By comparing the shell of a hen’s egg after the chicken is hatched from it with that of a freshly-laid egg, the difference of thickness may be easily seen.

When we open a raw egg, we find enveloped in a stoutish membrane a quantity of glairy, slimy, viscous, colourless fluid, which, as everybody now knows, is called albumen, a Latin translation of its common name, ‘the white.’ Within the white of the egg is the yolk, chiefly composed of albumen, but with some other constituents added—notably a peculiar oil. At present I will only consider the changes which cookery effects on the main constituent of the egg, merely adding that this same albumen is one of the most important, if not the one most important, material of animal food, and is represented by a corresponding nutritious constituent in vegetables.

We all know that when an egg has been immersed during a few minutes in boiling water, the colourless, slimy liquid is converted into the white solid to which it owes its name. This coagulation of albumen is one of the most decided and best understood changes effected by cookery, and therefore demands especial study.

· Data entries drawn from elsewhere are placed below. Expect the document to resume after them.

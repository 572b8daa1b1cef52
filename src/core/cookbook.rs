//! CP-005: Cookbook discovery and loading.
//!
//! A cookbook is any directory holding a `metadata.rb`. Loading reads the
//! metadata, custom resource definitions, recipes, attribute files,
//! templates, static files and library names. Custom resources are parsed
//! first so their names count as known resource types while extracting
//! recipes.

use super::extractor::{extract, FileContext};
use super::types::{
    CookbookFile, CookbookMetadata, CustomResourceDef, Dependency, ParsedCookbook, RecipeUnit,
};
use crate::error::{ConvertError, Result};
use regex::Regex;
use std::path::{Path, PathBuf};
use std::sync::LazyLock;
use tracing::{debug, info, warn};

static META_FIELD: LazyLock<Regex> = LazyLock::new(|| {
    Regex::new(
        r#"(?m)^\s*(name|version|maintainer|maintainer_email|license|description)\s*\(?\s*['"]([^'"]*)['"]"#,
    )
    .expect("valid regex")
});

static META_DEPENDS: LazyLock<Regex> = LazyLock::new(|| {
    Regex::new(r#"(?m)^\s*depends\s*\(?\s*['"]([^'"]+)['"](?:\s*,\s*['"]([^'"]+)['"])?"#)
        .expect("valid regex")
});

static META_SUPPORTS: LazyLock<Regex> = LazyLock::new(|| {
    Regex::new(r#"(?m)^\s*supports\s*\(?\s*['"]([^'"]+)['"]"#).expect("valid regex")
});

static RESOURCE_PROPERTY: LazyLock<Regex> = LazyLock::new(|| {
    Regex::new(r"(?m)^\s*(?:property|attribute)\s*\(?\s*:([A-Za-z_][A-Za-z0-9_]*)")
        .expect("valid regex")
});

static RESOURCE_ACTION: LazyLock<Regex> = LazyLock::new(|| {
    Regex::new(r"(?m)^\s*action\s*\(?\s*:([A-Za-z_][A-Za-z0-9_]*)\s*\)?\s*do\b")
        .expect("valid regex")
});

static RESOURCE_ACTIONS_LIST: LazyLock<Regex> =
    LazyLock::new(|| Regex::new(r"(?m)^\s*actions\s+(.+)$").expect("valid regex"));

static RESOURCE_DEFAULT_ACTION: LazyLock<Regex> = LazyLock::new(|| {
    Regex::new(r"(?m)^\s*default_action\s*\(?\s*:([A-Za-z_][A-Za-z0-9_]*)").expect("valid regex")
});

static RESOURCE_NAME: LazyLock<Regex> = LazyLock::new(|| {
    Regex::new(r"(?m)^\s*(?:resource_name|provides)\s*\(?\s*:([A-Za-z_][A-Za-z0-9_]*)")
        .expect("valid regex")
});

static SYMBOL: LazyLock<Regex> =
    LazyLock::new(|| Regex::new(r":([A-Za-z_][A-Za-z0-9_]*)").expect("valid regex"));

/// A cookbook found on disk, not yet loaded.
#[derive(Debug, Clone, PartialEq, Eq)]
pub struct CookbookLocation {
    pub name: String,
    pub path: PathBuf,
}

/// Find every cookbook under `root`, sorted by path.
pub fn find_cookbooks(root: &Path) -> Result<Vec<CookbookLocation>> {
    if !root.is_dir() {
        return Err(ConvertError::io(
            root,
            std::io::Error::new(std::io::ErrorKind::NotFound, "not a directory"),
        ));
    }
    let mut found = Vec::new();
    for path in glob_files(root, "**/metadata.rb")? {
        let Some(dir) = path.parent() else { continue };
        let content = read_text(&path)?;
        let name = parse_metadata(&content)
            .name
            .filter(|n| !n.is_empty())
            .unwrap_or_else(|| dir_name(dir));
        found.push(CookbookLocation {
            name,
            path: dir.to_path_buf(),
        });
    }
    found.sort_by(|a, b| a.path.cmp(&b.path));
    debug!(root = %root.display(), cookbooks = found.len(), "discovered cookbooks");
    Ok(found)
}

/// Parse `metadata.rb` text.
pub fn parse_metadata(content: &str) -> CookbookMetadata {
    let mut meta = CookbookMetadata::default();
    for caps in META_FIELD.captures_iter(content) {
        let value = Some(caps[2].to_string());
        let slot = match &caps[1] {
            "name" => &mut meta.name,
            "version" => &mut meta.version,
            "maintainer" => &mut meta.maintainer,
            "maintainer_email" => &mut meta.maintainer_email,
            "license" => &mut meta.license,
            "description" => &mut meta.description,
            _ => continue,
        };
        if slot.is_none() {
            *slot = value;
        }
    }
    meta.dependencies = META_DEPENDS
        .captures_iter(content)
        .map(|c| Dependency {
            name: c[1].to_string(),
            constraint: c.get(2).map(|m| m.as_str().to_string()),
        })
        .collect();
    meta.supports = META_SUPPORTS
        .captures_iter(content)
        .map(|c| c[1].to_string())
        .collect();
    meta
}

/// Parse a custom resource definition (`resources/<file>.rb`).
pub fn parse_custom_resource(cookbook: &str, file: &str, content: &str) -> CustomResourceDef {
    let stem = Path::new(file)
        .file_stem()
        .map(|s| s.to_string_lossy().into_owned())
        .unwrap_or_default();
    let name = RESOURCE_NAME
        .captures(content)
        .map(|c| c[1].to_string())
        .unwrap_or_else(|| format!("{}_{}", cookbook.replace('-', "_"), stem));

    let properties = RESOURCE_PROPERTY
        .captures_iter(content)
        .map(|c| c[1].to_string())
        .collect();

    let mut actions: Vec<String> = RESOURCE_ACTION
        .captures_iter(content)
        .map(|c| c[1].to_string())
        .collect();
    for caps in RESOURCE_ACTIONS_LIST.captures_iter(content) {
        for sym in SYMBOL.captures_iter(&caps[1]) {
            if !actions.iter().any(|a| a == &sym[1]) {
                actions.push(sym[1].to_string());
            }
        }
    }

    let default_action = RESOURCE_DEFAULT_ACTION
        .captures(content)
        .map(|c| c[1].to_string())
        .or_else(|| actions.first().cloned());

    CustomResourceDef {
        name,
        file: file.to_string(),
        properties,
        actions,
        default_action,
    }
}

/// Load everything the converter needs from one cookbook directory.
pub fn load_cookbook(path: &Path) -> Result<ParsedCookbook> {
    let metadata_path = path.join("metadata.rb");
    let metadata = if metadata_path.is_file() {
        parse_metadata(&read_text(&metadata_path)?)
    } else {
        warn!(cookbook = %path.display(), "metadata.rb missing, using directory name");
        CookbookMetadata::default()
    };
    let name = metadata
        .name
        .clone()
        .filter(|n| !n.is_empty())
        .unwrap_or_else(|| dir_name(path));

    let mut custom_resources = Vec::new();
    for file in glob_files(path, "resources/*.rb")? {
        let rel = relative(path, &file);
        custom_resources.push(parse_custom_resource(&name, &rel, &read_text(&file)?));
    }
    let known: Vec<String> = custom_resources.iter().map(|r| r.name.clone()).collect();

    let recipes = extract_dir(path, "recipes/*.rb", &known)?;
    let attribute_files = extract_dir(path, "attributes/*.rb", &known)?;
    let templates = collect_files(path, "templates")?;
    let files = collect_files(path, "files")?;
    let libraries = glob_files(path, "libraries/*.rb")?
        .iter()
        .map(|f| relative(path, f))
        .collect();

    let cookbook = ParsedCookbook {
        name,
        path: path.to_path_buf(),
        metadata,
        recipes,
        attribute_files,
        templates,
        files,
        custom_resources,
        libraries,
    };
    info!(
        cookbook = %cookbook.name,
        recipes = cookbook.recipes.len(),
        declarations = cookbook.declarations().count(),
        templates = cookbook.templates.len(),
        "loaded cookbook"
    );
    Ok(cookbook)
}

fn extract_dir(root: &Path, pattern: &str, known: &[String]) -> Result<Vec<RecipeUnit>> {
    let mut units = Vec::new();
    for file in glob_files(root, pattern)? {
        let rel = relative(root, &file);
        let ctx = FileContext::new(rel).with_resource_types(known.iter().cloned());
        units.push(extract(&read_text(&file)?, &ctx));
    }
    Ok(units)
}

fn collect_files(root: &Path, dir: &str) -> Result<Vec<CookbookFile>> {
    let base = root.join(dir);
    let mut out = Vec::new();
    for file in glob_files(root, &format!("{}/**/*", dir))? {
        let bytes = std::fs::read(&file).map_err(|e| ConvertError::io(&file, e))?;
        out.push(CookbookFile {
            path: relative(&base, &file),
            content: String::from_utf8(bytes).ok(),
        });
    }
    Ok(out)
}

/// Files matching `pattern` under `root`, sorted.
fn glob_files(root: &Path, pattern: &str) -> Result<Vec<PathBuf>> {
    let escaped = glob::Pattern::escape(&root.to_string_lossy());
    let full = format!("{}/{}", escaped.trim_end_matches('/'), pattern);
    let paths = glob::glob(&full).map_err(|e| ConvertError::Parse(format!("{}: {}", full, e)))?;
    let mut files: Vec<PathBuf> = paths
        .filter_map(|entry| match entry {
            Ok(p) => Some(p),
            Err(e) => {
                warn!(error = %e, "skipping unreadable path");
                None
            }
        })
        .filter(|p| p.is_file())
        .collect();
    files.sort();
    Ok(files)
}

fn read_text(path: &Path) -> Result<String> {
    let bytes = std::fs::read(path).map_err(|e| ConvertError::io(path, e))?;
    Ok(String::from_utf8_lossy(&bytes).into_owned())
}

fn relative(root: &Path, path: &Path) -> String {
    path.strip_prefix(root)
        .unwrap_or(path)
        .components()
        .map(|c| c.as_os_str().to_string_lossy().into_owned())
        .collect::<Vec<_>>()
        .join("/")
}

fn dir_name(dir: &Path) -> String {
    dir.file_name()
        .map(|s| s.to_string_lossy().into_owned())
        .unwrap_or_else(|| "cookbook".to_string())
}
//! CP-010: Error types for cookport.
//!
//! Only configuration and I/O problems are errors. Structural defects in
//! recipes are recovered by the extractor, unmapped resources are data, and
//! generator/gateway failures become session outcomes.

use std::path::PathBuf;

/// Top-level error enum for the library and CLI.
#[derive(Debug, thiserror::Error)]
pub enum ConvertError {
    /// ConfigurationFatal: surfaced before any session starts.
    #[error("configuration error: {0}")]
    Configuration(String),

    #[error("mapping file {path}: {message}")]
    MappingFile { path: PathBuf, message: String },

    #[error("cannot access {path}: {source}")]
    Io {
        path: PathBuf,
        #[source]
        source: std::io::Error,
    },

    #[error("parse error: {0}")]
    Parse(String),

    #[error("no cookbooks (metadata.rb) found under {0}")]
    NoCookbooks(PathBuf),

    #[error("serialize error: {0}")]
    Serialize(String),

    #[error("validation gateway: {0}")]
    Gateway(String),

    #[error("{0} blocking diagnostic(s)")]
    Rejected(usize),

    #[error("{failed} of {total} conversion(s) failed")]
    SessionsFailed { failed: usize, total: usize },
}

impl ConvertError {
    pub fn io(path: impl Into<PathBuf>, source: std::io::Error) -> Self {
        Self::Io {
            path: path.into(),
            source,
        }
    }

    pub fn config(message: impl Into<String>) -> Self {
        Self::Configuration(message.into())
    }
}

impl From<serde_json::Error> for ConvertError {
    fn from(e: serde_json::Error) -> Self {
        Self::Serialize(e.to_string())
    }
}

impl From<serde_yaml_ng::Error> for ConvertError {
    fn from(e: serde_yaml_ng::Error) -> Self {
        Self::Serialize(e.to_string())
    }
}

pub type Result<T> = std::result::Result<T, ConvertError>;
//! Mapping rules and the registry that resolves resource declarations to
//! target primitives.

pub mod defaults;
pub mod registry;
pub mod rule;

pub use registry::{LoadReport, MappingRegistry, RegistryBuilder};
pub use rule::{MappingRule, Resolution, TargetInvocation};
#[cfg(test)]
mod tests {
    use super::*;

    const METADATA: &str = "name 'web'\nversion '1.0.0'\nsupports 'ubuntu'\n";
    const RECIPE: &str = r#"package 'nginx'

service 'nginx' do
  action [:enable, :start]
end

acme_widget 'thing' do
  size 3
end
"#;

    fn cookbook_dir(root: &Path, dir: &str) -> PathBuf {
        let cb = root.join(dir);
        std::fs::create_dir_all(cb.join("recipes")).unwrap();
        std::fs::write(cb.join("metadata.rb"), METADATA.replace("web", dir)).unwrap();
        std::fs::write(cb.join("recipes/default.rb"), RECIPE).unwrap();
        cb
    }

    fn convert_args(input: &Path, output: &Path) -> ConvertArgs {
        ConvertArgs {
            input: input.to_path_buf(),
            output: output.to_path_buf(),
            config: None,
            mapping: None,
            only: Vec::new(),
            max_attempts: None,
            workers: None,
            model: None,
            builtin_lint: true,
            dry_run: false,
        }
    }

    #[test]
    fn test_cp026_init() {
        let dir = tempfile::tempdir().unwrap();
        let sub = dir.path().join("project");
        cmd_init(&sub).unwrap();
        let written = std::fs::read_to_string(sub.join(CONFIG_FILE)).unwrap();
        assert!(ConverterConfig::parse(&written).is_ok());
    }

    #[test]
    fn test_cp026_init_already_exists() {
        let dir = tempfile::tempdir().unwrap();
        std::fs::write(dir.path().join(CONFIG_FILE), "exists").unwrap();
        assert!(cmd_init(dir.path()).is_err());
    }

    #[test]
    fn test_cp026_load_single_and_many() {
        let dir = tempfile::tempdir().unwrap();
        let web = cookbook_dir(dir.path(), "web");
        cookbook_dir(dir.path(), "db");

        let one = load_inputs(&web, &[]).unwrap();
        assert_eq!(one.len(), 1);
        assert_eq!(one[0].name, "web");
        assert_eq!(one[0].declarations().count(), 3);

        let all = load_inputs(dir.path(), &[]).unwrap();
        let names: Vec<_> = all.iter().map(|c| c.name.as_str()).collect();
        assert_eq!(names, vec!["db", "web"]);

        let only = load_inputs(dir.path(), &["db".to_string()]).unwrap();
        assert_eq!(only.len(), 1);
        assert_eq!(only[0].name, "db");
    }

    #[test]
    fn test_cp026_load_errors() {
        let dir = tempfile::tempdir().unwrap();
        assert!(matches!(
            load_inputs(dir.path(), &[]),
            Err(ConvertError::NoCookbooks(_))
        ));
        cookbook_dir(dir.path(), "web");
        assert!(matches!(
            load_inputs(dir.path(), &["nope".to_string()]),
            Err(ConvertError::Configuration(_))
        ));
    }

    #[test]
    fn test_cp026_extract_resolve_rules() {
        let dir = tempfile::tempdir().unwrap();
        let web = cookbook_dir(dir.path(), "web");
        cmd_extract(&web, false).unwrap();
        cmd_extract(&web, true).unwrap();
        cmd_resolve(&web, None, None, true).unwrap();
        cmd_rules(None, None, false).unwrap();
        cmd_rules(None, None, true).unwrap();
    }

    #[test]
    fn test_cp026_mapping_file_layers_over_defaults() {
        let dir = tempfile::tempdir().unwrap();
        let mapping = dir.path().join("rules.yaml");
        std::fs::write(
            &mapping,
            "- source_type: acme_widget\n  target_primitive: acme.widgets.widget\n",
        )
        .unwrap();
        let registry = load_registry(&ConverterConfig::default(), Some(&mapping)).unwrap();
        assert!(registry.lookup("acme_widget").is_some());
        assert!(registry.lookup("package").is_some());
    }

    #[test]
    fn test_cp026_convert_dry_run_needs_no_key() {
        let dir = tempfile::tempdir().unwrap();
        let web = cookbook_dir(dir.path(), "web");
        let config = dir.path().join(CONFIG_FILE);
        std::fs::write(&config, "[generator]\napi_key_env = \"COOKPORT_TEST_KEY_UNSET\"\n")
            .unwrap();
        let mut args = convert_args(&web, &dir.path().join("out"));
        args.config = Some(config.clone());
        args.dry_run = true;
        cmd_convert(&args).unwrap();
        assert!(!dir.path().join("out").exists());

        args.dry_run = false;
        let err = cmd_convert(&args).unwrap_err();
        assert!(matches!(err, ConvertError::Configuration(_)));
    }

    #[test]
    fn test_cp026_convert_overrides() {
        let dir = tempfile::tempdir().unwrap();
        let mut args = convert_args(dir.path(), dir.path());
        args.max_attempts = Some(5);
        args.workers = Some(2);
        args.model = Some("m".into());
        let config = convert_config(&args).unwrap();
        assert_eq!(config.conversion.max_repair_attempts, 5);
        assert_eq!(config.conversion.workers, 2);
        assert_eq!(config.generator.model, "m");

        args.workers = Some(0);
        assert!(convert_config(&args).is_err());
    }

    #[test]
    fn test_cp026_validate_role_dir() {
        let dir = tempfile::tempdir().unwrap();
        let role_dir = dir.path().join("web");
        std::fs::create_dir_all(role_dir.join("tasks")).unwrap();
        std::fs::write(
            role_dir.join("tasks/main.yml"),
            "- name: Install nginx\n  ansible.builtin.package:\n    name: nginx\n",
        )
        .unwrap();
        assert!(matches!(
            cmd_validate(&role_dir, None, true),
            Err(ConvertError::Rejected(1))
        ));

        std::fs::create_dir_all(role_dir.join("meta")).unwrap();
        std::fs::write(role_dir.join("meta/main.yml"), "galaxy_info:\n  role_name: web\n").unwrap();
        cmd_validate(&role_dir, None, true).unwrap();
    }

    #[test]
    fn test_cp026_load_role_skips_audit_dir() {
        let dir = tempfile::tempdir().unwrap();
        std::fs::create_dir_all(dir.path().join(AUDIT_DIR)).unwrap();
        std::fs::create_dir_all(dir.path().join("tasks")).unwrap();
        std::fs::write(dir.path().join(AUDIT_DIR).join("history.json"), "{}").unwrap();
        std::fs::write(dir.path().join("tasks/main.yml"), "[]\n").unwrap();
        std::fs::write(dir.path().join("tasks/blob.bin"), [0xffu8, 0xfe]).unwrap();
        let tree = load_role(dir.path()).unwrap();
        assert_eq!(tree.paths().collect::<Vec<_>>(), vec!["tasks/main.yml"]);
    }

    #[test]
    fn test_cp026_report_failed_sessions() {
        use crate::convert::session::{ConversionSession, Failure, FailureReason};
        let dir = tempfile::tempdir().unwrap();
        let failed = ConversionSession::new("web").conclude(Outcome::Failed(Failure {
            reason: FailureReason::ValidationExhausted,
            artifact: None,
            diagnostics: vec![Diagnostic::error("yaml[syntax]", "bad")],
        }));
        let err = report_sessions(dir.path(), &[failed]).unwrap_err();
        assert!(matches!(
            err,
            ConvertError::SessionsFailed { failed: 1, total: 1 }
        ));
        assert!(role::history_path(&dir.path().join("web")).exists());
    }

    #[test]
    fn test_cp026_cli_parses() {
        let cli = Cli::try_parse_from(["cookport", "-vv", "convert", "cb", "--only", "a", "--dry-run"])
            .unwrap();
        assert_eq!(cli.verbose, 2);
        match cli.command {
            Commands::Convert(args) => {
                assert_eq!(args.only, vec!["a"]);
                assert!(args.dry_run);
                assert_eq!(args.output, PathBuf::from("roles"));
            }
            other => panic!("unexpected {:?}", other),
        }
        Cli::command().debug_assert();
    }
}
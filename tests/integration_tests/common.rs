// SPDX-License-Identifier: AGPL-3.0-or-later
// Copyright (C) 2012-2025 Andrei Maltsev

use std::sync::Arc;

use cnc_opc_gateway::{
    bus::{EventBus, RecordingEventBus},
    cfg::config::GatewayConfig,
    http::router,
    state::{AppState, build, default_factory, in_memory_registry},
};
use uuid::Uuid;

pub fn test_config() -> GatewayConfig {
    GatewayConfig::from_env().expect("default config must validate")
}

/// Builds a full `AppState` wired against `InMemoryRegistry`, the simulated
/// transport, and a `RecordingEventBus`.
pub fn test_state() -> Arc<AppState> {
    let cfg = test_config();
    build(in_memory_registry(), Arc::new(RecordingEventBus::new()) as Arc<dyn EventBus>, default_factory(), &cfg)
}

pub fn test_router() -> (axum::Router, Arc<AppState>) {
    let state = test_state();
    (router(state.clone()), state)
}

pub fn anon_connect_body(endpoint: &str) -> serde_json::Value {
    serde_json::json!({
        "connectionType": "anonymous",
        "endpointURL": endpoint,
        "manufacturer": "heidenhain",
        "model": "tnc640",
        "timeout_seconds": 30,
    })
}

pub fn password_connect_body(endpoint: &str) -> serde_json::Value {
    serde_json::json!({
        "connectionType": "password",
        "endpointURL": endpoint,
        "manufacturer": "heidenhain",
        "model": "tnc640",
        "timeout_seconds": 30,
        "username": "operator",
        "password": "hunter2",
    })
}

pub fn uuid_body(uuid: Uuid) -> serde_json::Value {
    serde_json::json!({ "uuid": uuid })
}
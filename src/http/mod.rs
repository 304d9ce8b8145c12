//! The HTTP surface of §4.9 / §6: a thin Axum `Router` exposing the six
//! routes, translating `GatewayError` into a status code and envelope.
//! No business logic lives here — every handler is a parse/validate step
//! followed by one call into the orchestrator or the pool.

// SPDX-License-Identifier: AGPL-3.0-or-later
// Copyright (C) 2012-2025 Andrei Maltsev

pub mod dto;

use std::sync::Arc;

use axum::{
    Json, Router,
    extract::State,
    http::StatusCode,
    response::{IntoResponse, Response},
    routing::{delete, get, post},
};
use tower_http::{cors::CorsLayer, trace::TraceLayer};
use tracing::instrument;

use crate::{
    error::GatewayError,
    http::dto::{ConnectRequestDto, ConnectionInfo, ConnectionsResponse, UuidRequest},
    orchestrator::DisconnectOutcome,
    state::AppState,
};

pub fn router(state: Arc<AppState>) -> Router {
    Router::new()
        .route("/connect", post(connect).delete(disconnect).get(list_connections))
        .route("/connect/check", post(check_connection))
        .route("/polling/start", get(start_polling))
        .route("/polling/stop", get(stop_polling))
        .layer(TraceLayer::new_for_http())
        .layer(CorsLayer::permissive())
        .with_state(state)
}

/// Wraps a `GatewayError` for the one place it becomes an HTTP response.
struct ApiError(GatewayError);

impl From<GatewayError> for ApiError {
    fn from(e: GatewayError) -> Self {
        ApiError(e)
    }
}

impl IntoResponse for ApiError {
    fn into_response(self) -> Response {
        let status = match &self.0 {
            GatewayError::Validation { .. } => StatusCode::BAD_REQUEST,
            GatewayError::NotFound { .. } => StatusCode::NOT_FOUND,
            GatewayError::Credential { .. } => StatusCode::UNAUTHORIZED,
            GatewayError::Unreachable { .. }
            | GatewayError::Unhealthy { .. }
            | GatewayError::Persist { .. }
            | GatewayError::Internal { .. } => StatusCode::INTERNAL_SERVER_ERROR,
        };

        let body = serde_json::json!({
            "error": self.0.to_string(),
            "op": self.0.op(),
        });
        (status, Json(body)).into_response()
    }
}

#[instrument(skip(state, req))]
async fn connect(
    State(state): State<Arc<AppState>>,
    Json(req): Json<ConnectRequestDto>,
) -> Result<Json<serde_json::Value>, ApiError> {
    let domain_req = req.into_domain();
    let sid = state.orchestrator.connect(&domain_req).await?;
    Ok(Json(serde_json::json!({ "uuid": sid })))
}

#[instrument(skip(state))]
async fn disconnect(
    State(state): State<Arc<AppState>>,
    Json(req): Json<UuidRequest>,
) -> Result<Json<serde_json::Value>, ApiError> {
    let outcome = state.orchestrator.disconnect(req.uuid).await?;
    Ok(Json(serde_json::json!({
        "disconnected": matches!(outcome, DisconnectOutcome::Disconnected | DisconnectOutcome::PartialSuccess),
        "partial": matches!(outcome, DisconnectOutcome::PartialSuccess),
    })))
}

#[instrument(skip(state))]
async fn check_connection(
    State(state): State<Arc<AppState>>,
    Json(req): Json<UuidRequest>,
) -> Result<Json<ConnectionInfo>, ApiError> {
    let entry = state.pool.get(req.uuid, true, false).await?;
    Ok(Json(ConnectionInfo::from(entry.snapshot().await)))
}

#[instrument(skip(state))]
async fn list_connections(State(state): State<Arc<AppState>>) -> Json<ConnectionsResponse> {
    let stats = state.pool.stats();
    let connections = state.pool.list().await.into_iter().map(ConnectionInfo::from).collect();
    Json(ConnectionsResponse {
        pool_size: stats.pool_size,
        connections,
    })
}

#[instrument(skip(state))]
async fn start_polling(
    State(state): State<Arc<AppState>>,
    Json(req): Json<UuidRequest>,
) -> Result<Json<serde_json::Value>, ApiError> {
    state.polling.start(req.uuid).await?;
    Ok(Json(serde_json::json!({ "polled": true })))
}

#[instrument(skip(state))]
async fn stop_polling(
    State(state): State<Arc<AppState>>,
    Json(req): Json<UuidRequest>,
) -> Result<Json<serde_json::Value>, ApiError> {
    state.polling.stop(req.uuid).await?;
    Ok(Json(serde_json::json!({ "polled": false })))
}

#[cfg(test)]
mod tests {
    use axum::{body::Body, http::Request};
    use tower::ServiceExt;

    use super::*;
    use crate::{
        bus::NullEventBus,
        cfg::config::GatewayConfig,
        state::{build, default_factory, in_memory_registry},
    };

    fn app() -> Router {
        let cfg = GatewayConfig::from_env().expect("test assertion");
        let state = build(in_memory_registry(), Arc::new(NullEventBus), default_factory(), &cfg);
        router(state)
    }

    #[tokio::test]
    async fn connect_then_list_reports_one_session() {
        let app = app();
        let body = serde_json::json!({
            "connectionType": "anonymous",
            "endpointURL": "opc.tcp://fake:4840",
            "manufacturer": "heidenhain",
            "model": "tnc640",
            "timeout_seconds": 30,
        });
        let resp = app
            .clone()
            .oneshot(
                Request::post("/connect")
                    .header("content-type", "application/json")
                    .body(Body::from(body.to_string()))
                    .expect("test assertion"),
            )
            .await
            .expect("test assertion");
        assert_eq!(resp.status(), StatusCode::OK);

        let resp = app
            .oneshot(Request::get("/connect").body(Body::empty()).expect("test assertion"))
            .await
            .expect("test assertion");
        assert_eq!(resp.status(), StatusCode::OK);
        let bytes = axum::body::to_bytes(resp.into_body(), usize::MAX).await.expect("test assertion");
        let parsed: ConnectionsResponse = serde_json::from_slice(&bytes).expect("test assertion");
        assert_eq!(parsed.pool_size, 1);
        assert_eq!(parsed.connections.len(), 1);
    }

    #[tokio::test]
    async fn connect_with_zero_timeout_is_bad_request() {
        let app = app();
        let body = serde_json::json!({
            "connectionType": "anonymous",
            "endpointURL": "opc.tcp://fake:4840",
            "manufacturer": "heidenhain",
            "model": "tnc640",
            "timeout_seconds": 0,
        });
        let resp = app
            .oneshot(
                Request::post("/connect")
                    .header("content-type", "application/json")
                    .body(Body::from(body.to_string()))
                    .expect("test assertion"),
            )
            .await
            .expect("test assertion");
        assert_eq!(resp.status(), StatusCode::BAD_REQUEST);
    }

    #[tokio::test]
    async fn check_unknown_uuid_is_not_found() {
        let app = app();
        let body = serde_json::json!({ "uuid": uuid::Uuid::new_v4() });
        let resp = app
            .oneshot(
                Request::post("/connect/check")
                    .header("content-type", "application/json")
                    .body(Body::from(body.to_string()))
                    .expect("test assertion"),
            )
            .await
            .expect("test assertion");
        assert_eq!(resp.status(), StatusCode::NOT_FOUND);
    }
}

Place some fresh, raw white of egg in a test-tube or other suitable glass vessel, and in the midst of it immerse the bulb of a thermometer. (Cylindrical thermometers, with the degrees marked on the glass stem, are made for such laboratory purposes.) Place the tube containing the albumen in a vessel of water, and gradually heat this. When the albumen attains a temperature of about 134° Fahr., white fibres will begin to appear within it; these will increase until about 160° is attained, when the whole mass will become white and nearly opaque.[2] It is now coagulated, and may be called solid. Now examine some of the result, and you will find that the albumen thus only just coagulated is a tender, delicate, jelly-like substance, having every appearance to sight, touch, and taste of being easily digestible. This is the case.

Having settled these points, proceed with the experiment by heating the remainder of the albumen (or a new sample) up to 212°, and keeping it for awhile at this temperature. It will dry, shrink, and become horny. If the heat is carried a little further, it becomes converted into a substance which is so hard and tough that a valuable cement is obtained by simply smearing the edges of the article to be cemented with white of egg, and then heating it to a little above 212°.[3]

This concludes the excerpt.